EXERCISE DETAILS
What lines below contain the word "BackendBackupStats"? Please pull each one out.

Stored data
_ _ _

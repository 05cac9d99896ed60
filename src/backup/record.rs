//! Backup record types.

use chrono::{DateTime, Utc};
use serde::{Deserialize, Serialize};
use std::collections::HashMap;
use std::path::PathBuf;

/// What a backup captures.
#[derive(Debug, Clone, Copy, PartialEq, Eq, Hash, Serialize, Deserialize)]
#[serde(rename_all = "snake_case")]
pub enum BackupKind {
    Full,
    Incremental,
    Differential,
}

impl BackupKind {
    pub fn as_str(self) -> &'static str {
        match self {
            BackupKind::Full => "full",
            BackupKind::Incremental => "incremental",
            BackupKind::Differential => "differential",
        }
    }
}

/// Lifecycle status of a backup record.
///
/// `Running → Completed | Failed`, and `Completed → Verified` after a
/// successful verification.
#[derive(Debug, Clone, Copy, PartialEq, Eq, Hash, Serialize, Deserialize)]
#[serde(rename_all = "snake_case")]
pub enum BackupStatus {
    Running,
    Completed,
    Failed,
    Verified,
}

impl BackupStatus {
    pub fn as_str(self) -> &'static str {
        match self {
            BackupStatus::Running => "running",
            BackupStatus::Completed => "completed",
            BackupStatus::Failed => "failed",
            BackupStatus::Verified => "verified",
        }
    }
}

/// A record of one backup pipeline run.
///
/// Size and checksum are set exactly once, when the record transitions to
/// `Completed`; verification compares against them without rewriting them.
#[derive(Debug, Clone, Serialize, Deserialize)]
pub struct BackupRecord {
    /// Unique identifier.
    pub id: String,
    /// Backend this backup belongs to.
    pub backend: String,
    /// What the backup captures.
    pub kind: BackupKind,
    /// Current status.
    pub status: BackupStatus,
    /// Artifact location on disk.
    pub artifact_path: PathBuf,
    /// Artifact size in bytes; zero until completed.
    pub size_bytes: u64,
    /// SHA-256 hex digest of the artifact; empty until completed.
    pub checksum: String,
    /// When the pipeline started.
    pub created_at: DateTime<Utc>,
    /// When the pipeline finished, successfully or not.
    pub completed_at: Option<DateTime<Utc>>,
    /// Error text when the pipeline failed.
    pub error: Option<String>,
    /// Optional free-form metadata.
    pub metadata: Option<serde_json::Value>,
}

/// Per-backend aggregate used in [`BackupStatistics`].
#[derive(Debug, Clone, Default, Serialize)]
pub struct BackendBackupStats {
    pub count: u64,
    pub total_size_bytes: u64,
}

/// Aggregate statistics across the whole index.
#[derive(Debug, Clone, Serialize)]
pub struct BackupStatistics {
    pub total_count: u64,
    pub total_size_bytes: u64,
    pub per_backend: HashMap<String, BackendBackupStats>,
    pub per_status: HashMap<String, u64>,
    pub oldest_created_at: Option<DateTime<Utc>>,
    pub newest_created_at: Option<DateTime<Utc>>,
}

impl BackupStatistics {
    /// Compute statistics over a snapshot of records.
    pub fn from_records(records: &[BackupRecord]) -> Self {
        let mut per_backend: HashMap<String, BackendBackupStats> = HashMap::new();
        let mut per_status: HashMap<String, u64> = HashMap::new();
        let mut total_size = 0u64;

        for record in records {
            let entry = per_backend.entry(record.backend.clone()).or_default();
            entry.count += 1;
            entry.total_size_bytes += record.size_bytes;
            total_size += record.size_bytes;
            *per_status
                .entry(record.status.as_str().to_string())
                .or_default() += 1;
        }

        Self {
            total_count: records.len() as u64,
            total_size_bytes: total_size,
            per_backend,
            per_status,
            oldest_created_at: records.iter().map(|r| r.created_at).min(),
            newest_created_at: records.iter().map(|r| r.created_at).max(),
        }
    }
}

_ _ _

COMPLETED EXERCISE
pub struct BackendBackupStats {
    pub per_backend: HashMap<String, BackendBackupStats>,
        let mut per_backend: HashMap<String, BackendBackupStats> = HashMap::new();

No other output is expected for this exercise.